* **Task directions**: Set out exactly every line of the entries below, starting at the line that holds "and explainer payloads" and stopping after the line that holds "for easier imports".

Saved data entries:
============

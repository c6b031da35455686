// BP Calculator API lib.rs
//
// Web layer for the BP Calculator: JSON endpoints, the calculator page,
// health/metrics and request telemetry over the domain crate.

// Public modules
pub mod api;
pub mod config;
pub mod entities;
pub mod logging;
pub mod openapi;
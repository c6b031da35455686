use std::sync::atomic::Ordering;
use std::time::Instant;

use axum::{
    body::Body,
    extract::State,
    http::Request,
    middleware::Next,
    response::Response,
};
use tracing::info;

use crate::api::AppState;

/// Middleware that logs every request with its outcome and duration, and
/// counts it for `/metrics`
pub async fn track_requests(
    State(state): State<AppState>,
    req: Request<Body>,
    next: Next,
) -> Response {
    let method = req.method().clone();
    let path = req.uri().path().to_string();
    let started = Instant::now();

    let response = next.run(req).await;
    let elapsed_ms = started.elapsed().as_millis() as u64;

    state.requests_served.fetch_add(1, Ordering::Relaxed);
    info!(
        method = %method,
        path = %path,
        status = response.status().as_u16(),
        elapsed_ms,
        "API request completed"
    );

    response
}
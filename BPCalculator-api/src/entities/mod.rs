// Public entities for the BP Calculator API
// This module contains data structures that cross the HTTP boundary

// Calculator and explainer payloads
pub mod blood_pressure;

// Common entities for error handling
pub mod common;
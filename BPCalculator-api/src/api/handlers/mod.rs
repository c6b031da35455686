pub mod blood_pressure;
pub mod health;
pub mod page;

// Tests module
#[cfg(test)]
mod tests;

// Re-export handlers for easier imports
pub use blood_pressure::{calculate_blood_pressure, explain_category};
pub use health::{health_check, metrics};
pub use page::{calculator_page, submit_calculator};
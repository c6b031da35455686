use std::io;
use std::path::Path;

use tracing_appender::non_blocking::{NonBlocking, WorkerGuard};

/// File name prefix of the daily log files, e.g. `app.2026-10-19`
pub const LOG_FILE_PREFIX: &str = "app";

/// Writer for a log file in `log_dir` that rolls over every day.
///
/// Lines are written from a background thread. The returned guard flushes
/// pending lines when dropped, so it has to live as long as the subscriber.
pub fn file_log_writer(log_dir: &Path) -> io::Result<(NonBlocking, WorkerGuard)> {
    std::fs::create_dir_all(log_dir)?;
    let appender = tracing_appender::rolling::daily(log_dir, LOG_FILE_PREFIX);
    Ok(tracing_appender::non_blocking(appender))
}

============

* **Exercise response**:
// Calculator and explainer payloads
pub mod blood_pressure;

// Common entities for error handling
pub mod common;
filename BPCalculator-api/src/api/handlers/mod.rs
repository c6b031da35455686
pub mod blood_pressure;
pub mod health;
pub mod page;

// Tests module
#[cfg(test)]
mod tests;

// Re-export handlers for easier imports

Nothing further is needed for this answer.